Twelve medical students studying at the University of Medical Sciences and Technology (UMST), Khartoum, Sudan, have travelled to Turkey with the intention of crossing into Syria to join ISIS.
The university’s Dean of Students, Ahmed Babaker, told Reuters on Sunday that the students left without the knowledge of their families.
“Twelve students, nine male and three female, in the faculty of medicine left for Turkey last Friday, most of them on Turkish Airlines, without the knowledge of their families,” Babaker said.
“They were supposed to sit an exam last Friday and they tricked their families by saying they would study at their colleagues’ homes on Thursday.
"They left at dawn on Friday."
According to him, seven of them had British passports, two carried Canadian passports, one student had a U.S. passport while two held Sudanese passports.

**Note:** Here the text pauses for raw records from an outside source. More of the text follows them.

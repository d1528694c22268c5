//! Test doubles shared by unit tests and, through the `test-support`
//! feature, by the behaviour suites.

use crate::exec::{CommandError, CommandExecutor};
use crate::git::GitError;
use crate::manifest::{CommitId, Manifest, RepositoryReference};
use crate::mirror::chart::{ChartFetcher, ChartPublisher, FetchError};
use crate::mirror::image::{ImageTransfer, ImageTransferError};
use crate::mirror::repository::RepositoryMirror;
use crate::resolver::{ManifestResolver, Resolution, ResolveError};
use camino::Utf8Path;
use std::cell::{Cell, RefCell};
use std::collections::{HashMap, VecDeque};
use std::fmt;
use std::io::{Cursor, Read};
use std::process::{ExitStatus, Output};

/// Argument placeholder that matches any value in an [`ExpectedCall`].
pub const ANY_ARG: &str = "*";

/// Creates an `ExitStatus` from an exit code (Unix implementation).
#[cfg(unix)]
#[must_use]
pub fn exit_status(code: i32) -> ExitStatus {
    use std::os::unix::process::ExitStatusExt;

    ExitStatus::from_raw(code << 8)
}

/// Creates an `ExitStatus` from an exit code (Windows implementation).
#[cfg(windows)]
#[must_use]
pub fn exit_status(code: i32) -> ExitStatus {
    use std::os::windows::process::ExitStatusExt;

    ExitStatus::from_raw(code as u32)
}

/// Creates a successful command `Output` with empty stdout and stderr.
#[must_use]
pub fn success_output() -> Output {
    stdout_output("")
}

/// Creates a successful command `Output` printing `stdout`.
#[must_use]
pub fn stdout_output(stdout: &str) -> Output {
    Output {
        status: exit_status(0),
        stdout: stdout.as_bytes().to_vec(),
        stderr: Vec::new(),
    }
}

/// Creates a failed command `Output` with the given stderr message.
#[must_use]
pub fn failure_output(stderr: &str) -> Output {
    Output {
        status: exit_status(1),
        stdout: Vec::new(),
        stderr: stderr.as_bytes().to_vec(),
    }
}

type Effect = Box<dyn Fn(&[&str])>;

/// An expected command invocation for [`StubExecutor`].
pub struct ExpectedCall {
    program: &'static str,
    args: Vec<String>,
    result: Result<Output, CommandError>,
    effect: Option<Effect>,
}

impl ExpectedCall {
    /// Expects `program args` and answers with `result`.
    ///
    /// Any argument equal to [`ANY_ARG`] matches whatever the caller passes.
    #[must_use]
    pub fn returning(
        program: &'static str,
        args: &[&str],
        result: Result<Output, CommandError>,
    ) -> Self {
        Self {
            program,
            args: args.iter().map(|arg| (*arg).to_owned()).collect(),
            result,
            effect: None,
        }
    }

    /// Expects `program args` and answers with a successful, silent exit.
    #[must_use]
    pub fn ok(program: &'static str, args: &[&str]) -> Self {
        Self::returning(program, args, Ok(success_output()))
    }

    /// Runs `effect` with the actual arguments when the call is consumed.
    ///
    /// Lets a stubbed `git clone` populate the checkout directory, for example.
    #[must_use]
    pub fn with_effect(mut self, effect: impl Fn(&[&str]) + 'static) -> Self {
        self.effect = Some(Box::new(effect));
        self
    }
}

impl fmt::Debug for ExpectedCall {
    fn fmt(&self, f: &mut fmt::Formatter<'_>) -> fmt::Result {
        f.debug_struct("ExpectedCall")
            .field("program", &self.program)
            .field("args", &self.args)
            .field("result", &self.result)
            .finish_non_exhaustive()
    }
}

/// A scripted implementation of [`CommandExecutor`].
///
/// Expected invocations are consumed in order; an unexpected or mismatched
/// invocation panics so the failing test points at the offending call.
#[derive(Debug, Default)]
pub struct StubExecutor {
    expected: RefCell<VecDeque<ExpectedCall>>,
    calls: RefCell<Vec<Vec<String>>>,
}

impl StubExecutor {
    /// Creates a new `StubExecutor` with the given expected calls.
    #[must_use]
    pub fn new(expected: Vec<ExpectedCall>) -> Self {
        Self {
            expected: RefCell::new(expected.into()),
            calls: RefCell::new(Vec::new()),
        }
    }

    /// Returns every invocation seen so far as `[program, args...]`.
    #[must_use]
    pub fn calls(&self) -> Vec<Vec<String>> {
        self.calls.borrow().clone()
    }

    /// Asserts that all expected command invocations have been consumed.
    ///
    /// # Panics
    ///
    /// Panics if there are remaining expected calls that were not invoked.
    pub fn assert_finished(&self) {
        let remaining = self.expected.borrow();
        assert!(
            remaining.is_empty(),
            "expected no further command invocations, {} remain: {remaining:?}",
            remaining.len()
        );
    }
}

impl CommandExecutor for StubExecutor {
    fn run(&self, program: &str, args: &[&str]) -> Result<Output, CommandError> {
        let mut invocation = vec![program.to_owned()];
        invocation.extend(args.iter().map(|arg| (*arg).to_owned()));
        self.calls.borrow_mut().push(invocation);

        let call = self
            .expected
            .borrow_mut()
            .pop_front()
            .unwrap_or_else(|| panic!("unexpected command invocation: {program} {args:?}"));

        assert_eq!(call.program, program);
        assert_eq!(call.args.len(), args.len(), "argument count for {args:?}");
        for (expected, actual) in call.args.iter().zip(args) {
            if expected != ANY_ARG {
                assert_eq!(expected, actual, "argument mismatch in {args:?}");
            }
        }

        if let Some(effect) = &call.effect {
            effect(args);
        }
        call.result
    }
}

/// A manifest source held in memory.
///
/// Behaves like the git-backed resolver: it reports
/// [`Resolution::Unchanged`] while the previous checkpoint matches the
/// current head and hands out the current manifest otherwise.
#[derive(Debug)]
pub struct FakeManifestSource {
    head: RefCell<(CommitId, Manifest)>,
    pending_error: RefCell<Option<ResolveError>>,
    resolutions: Cell<usize>,
}

impl FakeManifestSource {
    /// Creates a source whose head is `commit` carrying `manifest`.
    #[must_use]
    pub fn new(commit: CommitId, manifest: Manifest) -> Self {
        Self {
            head: RefCell::new((commit, manifest)),
            pending_error: RefCell::new(None),
            resolutions: Cell::new(0),
        }
    }

    /// Moves the head to a new commit carrying `manifest`.
    pub fn publish(&self, commit: CommitId, manifest: Manifest) {
        *self.head.borrow_mut() = (commit, manifest);
    }

    /// Makes the next resolution fail with `error`.
    pub fn fail_next(&self, error: ResolveError) {
        *self.pending_error.borrow_mut() = Some(error);
    }

    /// Number of times `resolve` has been called.
    #[must_use]
    pub fn resolutions(&self) -> usize {
        self.resolutions.get()
    }
}

impl ManifestResolver for FakeManifestSource {
    fn resolve(&self, previous: Option<&CommitId>) -> Result<Resolution, ResolveError> {
        self.resolutions.set(self.resolutions.get() + 1);
        if let Some(error) = self.pending_error.borrow_mut().take() {
            return Err(error);
        }
        let (commit, manifest) = &*self.head.borrow();
        if previous == Some(commit) {
            return Ok(Resolution::Unchanged);
        }
        Ok(Resolution::Changed {
            commit: commit.clone(),
            manifest: manifest.clone(),
        })
    }
}

/// Records image copies and optionally fails copies of one source.
#[derive(Debug, Default)]
pub struct RecordingImageTransfer {
    copies: RefCell<Vec<(String, String)>>,
    failing_source: RefCell<Option<String>>,
}

impl RecordingImageTransfer {
    /// Creates a transfer that accepts every copy.
    #[must_use]
    pub fn new() -> Self {
        Self::default()
    }

    /// Makes copies whose source address contains `fragment` fail.
    pub fn fail_when_source_contains(&self, fragment: &str) {
        *self.failing_source.borrow_mut() = Some(fragment.to_owned());
    }

    /// Returns the `(source, destination)` pairs copied so far.
    #[must_use]
    pub fn copies(&self) -> Vec<(String, String)> {
        self.copies.borrow().clone()
    }
}

impl ImageTransfer for RecordingImageTransfer {
    fn copy(&self, source: &str, destination: &str) -> Result<(), ImageTransferError> {
        self.copies
            .borrow_mut()
            .push((source.to_owned(), destination.to_owned()));
        match &*self.failing_source.borrow() {
            Some(fragment) if source.contains(fragment.as_str()) => Err(ImageTransferError::Failed {
                status: exit_status(1),
                output: format!("reading manifest {source}: manifest unknown"),
            }),
            _ => Ok(()),
        }
    }
}

/// An in-memory chart repository serving and accepting archives by URL.
///
/// Unknown URLs answer with [`FetchError::NotFound`].
#[derive(Debug, Default)]
pub struct InMemoryChartRepository {
    archives: HashMap<String, Vec<u8>>,
    fetched: RefCell<Vec<String>>,
    published: RefCell<Vec<(String, Vec<u8>)>>,
}

impl InMemoryChartRepository {
    /// Creates an empty repository.
    #[must_use]
    pub fn new() -> Self {
        Self::default()
    }

    /// Serves `body` at `url`.
    #[must_use]
    pub fn with_archive(mut self, url: &str, body: &[u8]) -> Self {
        self.archives.insert(url.to_owned(), body.to_vec());
        self
    }

    /// URLs fetched so far, in order.
    #[must_use]
    pub fn fetched(&self) -> Vec<String> {
        self.fetched.borrow().clone()
    }

    /// `(url, body)` pairs published so far, in order.
    #[must_use]
    pub fn published(&self) -> Vec<(String, Vec<u8>)> {
        self.published.borrow().clone()
    }
}

impl ChartFetcher for InMemoryChartRepository {
    fn fetch(&self, url: &str) -> Result<Box<dyn Read>, FetchError> {
        self.fetched.borrow_mut().push(url.to_owned());
        self.archives
            .get(url)
            .map(|body| Box::new(Cursor::new(body.clone())) as Box<dyn Read>)
            .ok_or_else(|| FetchError::NotFound {
                url: url.to_owned(),
            })
    }
}

impl ChartPublisher for InMemoryChartRepository {
    fn publish(&self, url: &str, archive: &Utf8Path) -> Result<(), FetchError> {
        let body = std::fs::read(archive)?;
        self.published.borrow_mut().push((url.to_owned(), body));
        Ok(())
    }
}

/// Records repository mirror requests and optionally fails them.
#[derive(Debug, Default)]
pub struct RecordingRepositoryMirror {
    mirrors: RefCell<Vec<(String, String, String)>>,
    failure: RefCell<Option<String>>,
}

impl RecordingRepositoryMirror {
    /// Creates a mirror that accepts every request.
    #[must_use]
    pub fn new() -> Self {
        Self::default()
    }

    /// Makes every subsequent mirror fail during push with `message`.
    pub fn fail_with(&self, message: &str) {
        *self.failure.borrow_mut() = Some(message.to_owned());
    }

    /// `(source, destination, commit)` triples mirrored so far.
    #[must_use]
    pub fn mirrors(&self) -> Vec<(String, String, String)> {
        self.mirrors.borrow().clone()
    }
}

impl RepositoryMirror for RecordingRepositoryMirror {
    fn mirror(
        &self,
        source: &str,
        destination: &str,
        reference: &RepositoryReference,
    ) -> Result<(), GitError> {
        self.mirrors.borrow_mut().push((
            source.to_owned(),
            destination.to_owned(),
            reference.commit().to_string(),
        ));
        match &*self.failure.borrow() {
            Some(message) => Err(GitError::Failed {
                operation: "push",
                message: message.clone(),
            }),
            None => Ok(()),
        }
    }
}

He however revealed that Turkish authorities have arrested three of them at an unspecified airport.
It will be recalled that another group of UMST medical students had in March travelled to Turkey en route to Syria.
Both group of students are reportedly from well to do families, studied at UMST and lived most of their lives abroad.
Speculations are now that, UMST, founded by a Sudanese Islamist lawmaker, and may then be an ISI breeding ground.
A spokesperson for both the British embassy in Khartoum and Britain’s Foreign Office in London confirmed the seven students' movement.